Мысли, диалоги, поступки людей проникнуты спокойствием и трезвой рассудочностью. Даже стихи, написанные, по уверению Тадеуша, «не для продажи», подвергаются деловитой оценке начальника: «если стихи хорошие, покупатели найдутся». Впрочем, и сам поэт не чужд меркантильных интересов: он заинтересован в том, чтобы торговые дела фирмы шли успешно. Увлеченность поэзией не мешает ему сожалеть, что фирма может не получить вагонов для строительных материалов, так как все вагоны пойдут на вывозку людей. Той же деловитостью отмечены и мимолетные впечатления поэта, чей взгляд скользнул по сидящей рядом старухе еврейке: «Старуха ела медленно, но с аппетитом. Золотой, массивный ряд зубов с наслаждением впивался в хлебную мякоть. Я смотрел, инстинктивно пытаясь определить вес и стоимость этой челюсти». Но это не только въевшийся в сознание меркантилизм, связанный с необходимостью выживать в экстремальных условиях быта военного города. Это и другое – подспудное, на уровне бессознательного проявление архаической психологии, архетипической антитезы «мы и они», «свои и чужие», той самой антитезы, которая обнаруживает себя в бытовой нетерпимости, ненависти, во вспышках массовой ксенофобии и пр.

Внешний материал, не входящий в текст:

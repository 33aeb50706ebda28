//! Concept normalization.
//!
//! A concept is the free-text seed idea supplied by the user. Normalization
//! derives the reusable forms the generators interpolate into their
//! templates: a lowercase form for mid-sentence use, a sentence-cased form
//! for headings, and a keyword slice for titles, subjects, and tags.

use serde::{Deserialize, Serialize};

/// Phrase substituted when the incoming concept is empty or all whitespace.
pub const FALLBACK_CONCEPT: &str = "a story waiting to be told";

/// Sample concept offered by the studio form's "Use sample" affordance.
pub const SAMPLE_CONCEPT: &str = "a synesthetic cartographer who maps human emotions";

/// Articles and connectives stripped when deriving keywords.
const STOP_WORDS: &[&str] = &[
    "a", "an", "the", "of", "who", "whom", "whose", "that", "which", "with", "and", "or", "to",
    "in", "on", "at", "for", "from", "by", "their", "his", "her", "its", "is", "are", "was",
    "were", "as", "into", "through",
];

/// Normalized, immutable view of a user concept.
///
/// Invariant: every derived form is non-empty. Empty input is replaced by
/// [`FALLBACK_CONCEPT`] before any derivation, and keyword filtering falls
/// back to the unfiltered tokens when the stop-word pass would remove
/// everything.
///
/// # Examples
///
/// ```
/// use cinemuse_core::NormalizedConcept;
///
/// let concept = NormalizedConcept::normalize("  a lighthouse keeper who trades memories  ");
/// assert_eq!(concept.display(), "A lighthouse keeper who trades memories");
/// assert!(concept.keywords().contains(&"lighthouse".to_string()));
///
/// // Empty input never yields an empty concept.
/// let fallback = NormalizedConcept::normalize("   ");
/// assert_eq!(fallback.raw(), cinemuse_core::FALLBACK_CONCEPT);
/// ```
#[derive(
    Debug, Clone, PartialEq, Eq, Hash, Serialize, Deserialize, derive_getters::Getters,
)]
pub struct NormalizedConcept {
    /// Trimmed concept text, or the fallback phrase
    raw: String,
    /// Lowercase form for interpolation into template sentences
    lowercase: String,
    /// Sentence-cased form for headings
    display: String,
    /// Lowercase keyword tokens with stop words removed
    keywords: Vec<String>,
}

impl NormalizedConcept {
    /// Normalize a raw concept string.
    ///
    /// Pure and deterministic; never fails. Empty and all-whitespace input
    /// is replaced with [`FALLBACK_CONCEPT`].
    pub fn normalize(concept: &str) -> Self {
        let trimmed = concept.trim();
        let raw = if trimmed.is_empty() {
            FALLBACK_CONCEPT.to_string()
        } else {
            trimmed.to_string()
        };

        let lowercase = raw.to_lowercase();
        let display = sentence_case(&raw);
        let keywords = derive_keywords(&lowercase);

        Self {
            raw,
            lowercase,
            display,
            keywords,
        }
    }

    /// The first keyword, used as the concept's anchor noun in titles and
    /// shot subjects.
    pub fn primary_keyword(&self) -> &str {
        // derive_keywords never returns an empty vec
        &self.keywords[0]
    }
}

/// Uppercase the first character, leave the rest untouched.
fn sentence_case(text: &str) -> String {
    let mut chars = text.chars();
    match chars.next() {
        Some(first) => first.to_uppercase().chain(chars).collect(),
        None => String::new(),
    }
}

/// Tokenize on non-alphanumerics and drop stop words.
///
/// Falls back to the unfiltered token list when filtering removes
/// everything, so the result is non-empty for any non-empty input.
fn derive_keywords(lowercase: &str) -> Vec<String> {
    let tokens: Vec<String> = lowercase
        .split(|c: char| !c.is_alphanumeric())
        .filter(|t| !t.is_empty())
        .map(str::to_string)
        .collect();

    let filtered: Vec<String> = tokens
        .iter()
        .filter(|t| t.len() > 2 && !STOP_WORDS.contains(&t.as_str()))
        .cloned()
        .collect();

    if filtered.is_empty() { tokens } else { filtered }
}

#[cfg(test)]
mod tests {
    use super::*;

    #[test]
    fn empty_concept_falls_back() {
        let concept = NormalizedConcept::normalize("");
        assert_eq!(concept.raw(), FALLBACK_CONCEPT);
        assert!(!concept.lowercase().is_empty());
        assert!(!concept.display().is_empty());
        assert!(!concept.keywords().is_empty());
    }

    #[test]
    fn whitespace_concept_falls_back() {
        let concept = NormalizedConcept::normalize("   \t  ");
        assert_eq!(concept.raw(), FALLBACK_CONCEPT);
    }

    #[test]
    fn trims_and_sentence_cases() {
        let concept = NormalizedConcept::normalize("  a heist inside a dream  ");
        assert_eq!(concept.raw(), "a heist inside a dream");
        assert_eq!(concept.display(), "A heist inside a dream");
        assert_eq!(concept.lowercase(), "a heist inside a dream");
    }

    #[test]
    fn keywords_drop_stop_words() {
        let concept = NormalizedConcept::normalize(SAMPLE_CONCEPT);
        assert!(concept.keywords().contains(&"cartographer".to_string()));
        assert!(concept.keywords().contains(&"emotions".to_string()));
        assert!(!concept.keywords().contains(&"who".to_string()));
        assert_eq!(concept.primary_keyword(), "synesthetic");
    }

    #[test]
    fn keywords_fall_back_when_all_tokens_are_stop_words() {
        let concept = NormalizedConcept::normalize("the of an");
        assert!(!concept.keywords().is_empty());
    }

    #[test]
    fn normalization_is_deterministic() {
        let a = NormalizedConcept::normalize(SAMPLE_CONCEPT);
        let b = NormalizedConcept::normalize(SAMPLE_CONCEPT);
        assert_eq!(a, b);
    }
}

Глубоким философским смыслом исполнен эпизод пирушки в комнате Тадеуша. По сути, это аллюзия к прецедентному «пиру во время чумы», отсылающая и к поэме Вильсона «Чумный город», и к «Опытам» Монтеня, и к одноименной маленькой трагедии Пушкина. Эти отсылки не случайны, они вводят в содержание рассказа (и циклов в целом) голос Культуры, голос Истории, тем самым обнажая философские коллизии рассказа. Культура, философия, мысль, облаченная в поэтическое слово, – это то, что должно противостоять торжествующему злу. Это то, что может дать человеку силу выстоять перед лицом смерти. Поэтому так значимы для смысловой структуры рассказа воскрешаемые посредством аллюзии рассуждения Монтеня о «презрении к смерти» как об одном из главнейших благодеяний. Смерти избежать невозможно, поучает Монтень, но можно научиться «встречать ее грудью. <…> Кто научился умирать, тот разучился быть рабом. Готовность умереть избавляет нас от всякого подчинения и принуждения» [Монтень 1979: 84]. Описывая свирепствующую чуму, бордоский философ приводит примеры твердости духа, кои давал «в этих обстоятельствах простой народ» [Монтень 1997: 316], он вспоминает тех, «которые боялись выжить, чтобы не остаться в ужасном одиночестве» [Там же]. Пример такого мужества приводит и Боровский. Уже находящаяся вне опасности, старуха еврейка тем не менее возвращается в гетто, чтобы разделить трагическую участь дочери и близких.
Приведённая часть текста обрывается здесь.